Keheningan menyelimuti kami. Aku bukan tipe orang yang banyak bicara dan dapat mencairkan suasana seperti Naruto. Aku apatis. Dan aku yakin Sakura pun cukup malu untuk memulai suatu percakapan denganku. Terlebih kita baru kenal kemarin sore.

Angin berhembus dengan kencang. Beberapa daun yang telah berubah warna menjadi kuning kemerahan ikut terbawa. Dari ekor mataku, aku melihat Sakura yang merapatkan jaket putihnya. Aku pun mengeratkan syal ungu tuaku.

Kemudian, berangsur-angsur awan kelabu datang. Mendung menghiasi kanvas alam. Aku tebak sebentar lagi hujan akan turun. Dari ekor mataku lagi, aku melihat Sakura menarik ritsleting tasnya yang dipenuhi strap berbandul kepala boneka beruang. Lalu, ia menarik keluar sebuah payung lipat berwarna kuning.
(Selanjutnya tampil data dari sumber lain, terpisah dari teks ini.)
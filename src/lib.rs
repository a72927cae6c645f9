//! Production-floor client for a glass-manufacturing ERP.
//!
//! Job cards move through a fixed stage pipeline ([`production`]); the
//! backend is reached through a typed client ([`erp`]); QR/barcode tags and
//! batch reports are composed as printable HTML ([`print`]).

pub mod cli;
pub mod config;
pub mod desk;
pub mod erp;
pub mod error;
pub mod print;
pub mod production;
pub mod ui;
"Hujan sepertinya akan turun."

Aku terkesiap ketika suaranya menusuk gendang telingaku. Aku meliriknya dan mendapatinya tengah tersenyum kepadaku, "ya." Aku bingung merespon seperti apa.

Beberapa detik kemudian, sebuah sepeda motor berhenti di depan halte. Aku mengangkat kepalaku dan memerhatikan si pengendara motor yang mengenakan helm putih. Seragamnya sama dengan seragam Sakura. Namun, atensiku langsung beralih ketika gadis merah muda yang sejak tadi duduk sampingku berdiri. Aku memerhatikannya yang berjalan ke si pengendara motor.

Sakura berbicara sesuatu dengan si pengendara motor yang telah melepas helm-nya. Dari percakapan yang samar terdengar, aku tahu bahwa lelaki berkulit pucat itu adalah kekasih Sakura. Aku mendengus. Ia tak lebih tampan dariku.

Kemudian, aku melihat Sakura melangkahkan kakinya ke arahku. Aku tak mengerti apa yang hendak ia lakukan dengan berjalan ke sini, sementara—aku yakin—kekasihnya datang untuk menjemputnya.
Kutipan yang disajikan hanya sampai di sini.